BACKGROUND: Diabetes is a known risk predictor for thromboembolic events in patients with atrial fibrillation (AF), but no study has explored the prognostic weight of insulin in this setting. OBJECTIVES: This study evaluated the differential role of insulin versus no insulin therapy on thromboembolic risk in patients with diabetes and AF. METHODS: We accessed individual patient data from the prospective, real-world, multicenter, PREFER in AF (European Prevention of thromboembolic events-European Registry in Atrial Fibrillation).

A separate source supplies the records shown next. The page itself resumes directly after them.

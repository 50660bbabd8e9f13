//! Threadline Storefront library.
//!
//! This crate provides the storefront functionality as a library,
//! allowing it to be tested and reused.

#![cfg_attr(not(test), forbid(unsafe_code))]

pub mod cache;
pub mod cart;
pub mod checkout;
pub mod commerce;
pub mod config;
pub mod db;
pub mod error;
pub mod middleware;
pub mod payments;
pub mod reconcile;
pub mod routes;
pub mod state;
pub mod toast;

use axum::{Router, middleware::from_fn, middleware::from_fn_with_state};
use tower::ServiceBuilder;
use tower_http::trace::TraceLayer;

use state::AppState;

/// Build the complete application router.
///
/// Layer order, outermost first: tracing, request id, security headers,
/// CORS, session, then on `/api` only the origin check, rate limiter and (for
/// everything but webhooks) JSON sanitization. Sentry layers are added by
/// the binary.
pub fn app(state: AppState) -> Router {
    let session_layer = middleware::create_session_layer(state.config());
    let cors = middleware::cors_layer(state.config());

    let api = routes::api_routes()
        .layer(from_fn(middleware::sanitize_json_middleware))
        .merge(routes::webhook_routes())
        .layer(middleware::api_rate_limiter())
        .layer(from_fn(middleware::rate_limit_response_middleware))
        .layer(from_fn_with_state(
            state.clone(),
            middleware::origin_check_middleware,
        ));

    Router::new()
        .merge(routes::health_routes())
        .nest("/api", api)
        .layer(
            ServiceBuilder::new()
                .layer(TraceLayer::new_for_http())
                .layer(from_fn(middleware::request_id_middleware))
                .layer(from_fn(middleware::security_headers_middleware))
                .layer(cors)
                .layer(session_layer),
        )
        .with_state(state)
}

We compared the rates of stroke/systemic embolism at 1 year according to diabetes status (no diabetes, diabetes without insulin therapy, diabetes on insulin therapy). RESULTS: In an overall population of 5,717 patients, 1,288 had diabetes, 22.4% of whom were on insulin. For patients with diabetes who were on insulin, there was a significantly increased risk of stroke/systemic embolism at 1 year versus either no diabetes (5.2% vs. 1.9%; hazard ratio: 2.89; 95% confidence interval: 1.67 to 5.02; p = 0.0002) or diabetes without insulin treatment (5.2% vs. 1.8%; hazard ratio: 2.96; 95% confidence interval: 1.49 to 5.87; p = 0.0019). Notably, rates of stroke/embolism were similar in patients with diabetes not receiving insulin versus patients without diabetes (hazard ratio: 0.97; 95% confidence interval: 0.58 to 1.61; p = 0.90). The selective predictive role of insulin-requiring diabetes was independent of potential confounders, including diabetes duration, and was maintained in various subpopulations, including the subgroup receiving anticoagulant therapy. CONCLUSIONS: In this cohort of anticoagulated patients with AF, the sole presence of diabetes not requiring insulin did not imply an increased thromboembolic risk. Conversely, insulin-requiring diabetes contributed most, if not exclusively, to the overall increase of thromboembolic risk in AF.